In this way, the slaves (obviously the Jews and their Christian descendants) fashioned a life-denying "ascetic ideal" to replace the life-affirming valuation of the strong. Along with it comes the notion of a new kind of deity--a God above all other gods, to whom each of us owes a debt--an "original sin"--so great that we are powerless to discharge it on our own, without His gratuitous gift of redeeming grace. Unlike the gods of the strong, who behaved like outsized brutes and whose cruelty served as an attainable ideal for the strong to emulate, the God of the slaves is so transcendently good that all attempts to approximate His holiness inevitably fall short. Far from serving as a healthy ideal, then, the ascetic God ends up negating the world and everything in it, including human beings, by His very existence.
The ascetic ideal that gives birth to God is thus much more complicated than the valuation that preceded it. Whereas the noble valuation grew out of and enhanced the self-affirmation of the strong, the slaves adhere to an ideal that denigrates pride and therefore seeks to diminish and humiliate the self. And yet it, like all valuations, arises from out of the self and its will to power. As Nietzsche writes in Human, All Too Human, "Man takes positive pleasure in violating himself with excessive demands and afterwards idolizing this tyrannically demanding something in his soul. In every ascetic morality, man worships one part of himself as a god and in doing so demonizes the other part." In the Genealogy, Nietzsche describes this violent "self-splitting" as an example of how "life" can turn "against life," and, in turn, actually enhance life in new and interesting ways. In seeking to attain the impossible--to become "worthy" of a God whose goodness transcends the world--the ascetic slave directs his own will against itself, and thus creates a wholly new form of cultural life founded on guilt and bad conscience. It is a culture of psychological depravity, as individuals, tutored by a new ruling class of priests, come to despise themselves, and never so much as when they begin to experience the least bit of happiness or success.
Nietzsche's account of how the ascetic ideal gives birth to God is ingenious. But no less so is his narrative of how it leads to God's death, as well as its own self-destruction. Nietzsche's narrative derives much of its shock effect from the fact that it so profoundly contradicts the dominant story of the rise of modern science, in Nietzsche's time as well as ours. While modern intellectuals typically argue that science arose in opposition to the Church, Nietzsche considers science to represent the "perfection" of the same ascetic ideal that originally gave birth to Christianity.
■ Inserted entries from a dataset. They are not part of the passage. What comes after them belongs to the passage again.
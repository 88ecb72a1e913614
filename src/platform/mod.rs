//! Platform abstraction layer
//!
//! Hardware access for the gesture lock goes through the traits in
//! [`traits`]. Concrete backends:
//!
//! - [`hal`]: any `embedded-hal` 1.0 SPI device
//! - [`irq_spi`]: a peripheral completed by interrupt, with a bounded wait
//! - [`embassy`]: `embassy-time` timer (feature `embassy`)
//! - [`mock`]: simulated peripherals (tests or feature `mock`)

pub mod completion;
pub mod error;
pub mod hal;
pub mod irq_spi;
pub mod traits;

#[cfg(feature = "embassy")]
pub mod embassy;

#[cfg(any(test, feature = "mock"))]
pub mod mock;

// Re-export commonly used types
pub use completion::CompletionFlag;
pub use irq_spi::{InterruptSpi, SpiPeripheral};
pub use error::{PlatformError, Result, SpiError, TimerError};
pub use traits::{Platform, SpiConfig, SpiInterface, TimerInterface};
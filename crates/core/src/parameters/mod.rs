//! Parameter management types
//!
//! Typed parameter groups register their defaults in a [`ParameterStore`]
//! and load back from it with range clamping.

pub mod calibration;
pub mod control_loop;
pub mod error;
pub mod gesture;
pub mod lock;
pub mod storage;

pub use calibration::CalibrationParams;
pub use control_loop::LoopParams;
pub use error::ParameterError;
pub use gesture::GestureParams;
pub use lock::LockParams;
pub use storage::{ParamValue, ParameterStore, MAX_PARAMS, PARAM_NAME_LEN};
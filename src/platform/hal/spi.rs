//! `embedded-hal` SPI device adapter
//!
//! Wraps an `embedded_hal::spi::SpiDevice` (bus plus chip select) to implement
//! the `SpiInterface` trait. The HAL call blocks until its own completion
//! mechanism reports the transfer done, so no completion flag is needed here.

use crate::platform::{
    error::{PlatformError, SpiError},
    traits::{SpiConfig, SpiInterface},
    Result,
};
use embedded_hal::spi::{Error as _, ErrorKind, SpiDevice};

/// SPI device adapter
///
/// # Note
///
/// Mode and frequency are fixed when the HAL bus is constructed; `config`
/// only records what the bus was built with. `timeout_us` is not applied:
/// the HAL call returns when the HAL decides the transfer is done. Use
/// [`InterruptSpi`](crate::platform::irq_spi::InterruptSpi) where a stalled
/// bus must surface as `SpiError::Timeout`.
pub struct HalSpi<D> {
    device: D,
    config: SpiConfig,
}

impl<D: SpiDevice> HalSpi<D> {
    /// Wrap a configured SPI device
    ///
    /// # Arguments
    ///
    /// * `device` - HAL SPI device with chip select management
    /// * `config` - Settings the device's bus was built with
    pub fn new(device: D, config: SpiConfig) -> Self {
        Self { device, config }
    }

    /// Recover the wrapped device
    pub fn release(self) -> D {
        self.device
    }
}

fn map_error<E: embedded_hal::spi::Error>(error: E) -> PlatformError {
    let spi_error = match error.kind() {
        ErrorKind::Overrun => SpiError::Overrun,
        ErrorKind::ModeFault => SpiError::ModeFault,
        _ => SpiError::TransferFailed,
    };
    PlatformError::Spi(spi_error)
}

impl<D: SpiDevice> SpiInterface for HalSpi<D> {
    fn transfer(&mut self, write_buffer: &[u8], read_buffer: &mut [u8]) -> Result<()> {
        if write_buffer.len() != read_buffer.len() {
            return Err(PlatformError::Spi(SpiError::LengthMismatch));
        }

        self.device
            .transfer(read_buffer, write_buffer)
            .map_err(map_error)
    }

    fn write(&mut self, data: &[u8]) -> Result<()> {
        self.device.write(data).map_err(map_error)
    }

    fn config(&self) -> SpiConfig {
        self.config
    }
}
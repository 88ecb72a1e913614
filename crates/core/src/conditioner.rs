//! Sample conditioning
//!
//! Turns raw counts into degrees per second for display and into the
//! normalized [-1, 1] representation stored in gesture buffers.

use crate::sample::{Bias, ConditionedSample, NormalizedSample, RawSample, RAW_HALF_RANGE};

/// Applies bias correction and unit conversion to raw readings
#[derive(Debug, Clone, Copy)]
pub struct SampleConditioner {
    /// Degrees per second per raw LSB
    sensitivity: f32,
    /// Present once calibration has completed
    bias: Option<Bias>,
}

impl SampleConditioner {
    /// Create an uncalibrated conditioner
    ///
    /// # Arguments
    ///
    /// * `sensitivity` - Device scale factor in dps/LSB (8.75e-3 at ±245 dps)
    pub fn new(sensitivity: f32) -> Self {
        Self {
            sensitivity,
            bias: None,
        }
    }

    pub fn sensitivity(&self) -> f32 {
        self.sensitivity
    }

    pub fn is_calibrated(&self) -> bool {
        self.bias.is_some()
    }

    pub fn bias(&self) -> Option<&Bias> {
        self.bias.as_ref()
    }

    /// Install a bias from a completed calibration run
    pub fn set_bias(&mut self, bias: Bias) {
        self.bias = Some(bias);
    }

    /// Return to the uncalibrated state
    pub fn clear_bias(&mut self) {
        self.bias = None;
    }

    /// Bias-correct and scale one reading
    pub fn condition(&self, raw: RawSample) -> ConditionedSample {
        let corrected = match &self.bias {
            Some(bias) => bias.correct(raw),
            None => raw.to_vector(),
        };

        ConditionedSample {
            dps: corrected * self.sensitivity,
            corrected,
            raw,
        }
    }

    /// Scale the corrected counts of a sample into [-1, 1]
    ///
    /// Bias correction can push a full-scale reading slightly past the
    /// 16-bit range, so the result is clamped.
    pub fn normalize(sample: &ConditionedSample) -> NormalizedSample {
        sample
            .corrected
            .map(|v| (v / RAW_HALF_RANGE).clamp(-1.0, 1.0))
    }
}

#[cfg(test)]
mod tests {
    use super::*;
    use nalgebra::Vector3;

    const SENSITIVITY: f32 = 8.75 / 1000.0;

    #[test]
    fn test_uncalibrated_uses_raw() {
        let conditioner = SampleConditioner::new(SENSITIVITY);
        assert!(!conditioner.is_calibrated());

        let sample = conditioner.condition(RawSample::new(1000, -1000, 0));
        assert!((sample.dps.x - 8.75).abs() < 1e-4);
        assert!((sample.dps.y + 8.75).abs() < 1e-4);
        assert_eq!(sample.dps.z, 0.0);
        assert_eq!(sample.corrected, Vector3::new(1000.0, -1000.0, 0.0));
    }

    #[test]
    fn test_reading_equal_to_bias_is_zero_dps() {
        let mut conditioner = SampleConditioner::new(SENSITIVITY);
        conditioner.set_bias(Bias::new(12.0, -7.0, 3.0));
        assert!(conditioner.is_calibrated());

        let sample = conditioner.condition(RawSample::new(12, -7, 3));
        assert_eq!(sample.dps, Vector3::zeros());
        assert_eq!(sample.corrected, Vector3::zeros());
    }

    #[test]
    fn test_bias_applied_before_scaling() {
        let mut conditioner = SampleConditioner::new(SENSITIVITY);
        conditioner.set_bias(Bias::new(100.0, 0.0, 0.0));

        let sample = conditioner.condition(RawSample::new(1100, 0, 0));
        assert!((sample.dps.x - 8.75).abs() < 1e-4);
        assert_eq!(sample.raw, RawSample::new(1100, 0, 0));
    }

    #[test]
    fn test_clear_bias() {
        let mut conditioner = SampleConditioner::new(SENSITIVITY);
        conditioner.set_bias(Bias::new(1.0, 1.0, 1.0));
        conditioner.clear_bias();
        assert!(!conditioner.is_calibrated());
        assert!(conditioner.bias().is_none());
    }

    #[test]
    fn test_normalize_independent_of_sensitivity() {
        let a = SampleConditioner::new(SENSITIVITY);
        let b = SampleConditioner::new(70.0 / 1000.0);
        let raw = RawSample::new(16384, -16384, 0);

        let na = SampleConditioner::normalize(&a.condition(raw));
        let nb = SampleConditioner::normalize(&b.condition(raw));

        assert_eq!(na, nb);
        assert!((na.x - 0.5).abs() < 1e-6);
        assert!((na.y + 0.5).abs() < 1e-6);
    }

    #[test]
    fn test_normalize_clamps_full_scale() {
        let mut conditioner = SampleConditioner::new(SENSITIVITY);
        conditioner.set_bias(Bias::new(100.0, -100.0, 0.0));

        let sample = conditioner.condition(RawSample::new(i16::MIN, i16::MAX, i16::MIN));
        let normalized = SampleConditioner::normalize(&sample);

        assert_eq!(normalized.x, -1.0);
        assert_eq!(normalized.y, 1.0);
        assert_eq!(normalized.z, -1.0);
    }
}
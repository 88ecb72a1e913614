//! Subsystems built on the device and platform layers
//!
//! - [`calibration`]: timed bias calibration against a live gyroscope
//! - [`lock`]: the gesture lock controller and its I/O collaborators

pub mod calibration;
pub mod lock;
In Nietzsche's view, science is marked by an unwavering belief in the goodness of truth--and the conviction that one reaches this truth by negating the world in a way that is similar to, but much more radical than, the method employed by Christianity. Christianity claims, for example, that human life is stained by sin and then negates the former by calling on the righteous to overcome the latter. But science goes much further in its negation of the world, to deny the distinction--or at least to stress the similarities--between man and "lower" entities. Biology reduces us to the level of other organisms, chemistry tells us that we are comprised of the same elements as inanimate objects, and physics underlines the continuity between human beings and all the matter in the universe. In the light of modern science, the differentiation of the human world into kinds of things lacks a foundation in the natural world. Science thus dissolves the distinctions that make meaning possible.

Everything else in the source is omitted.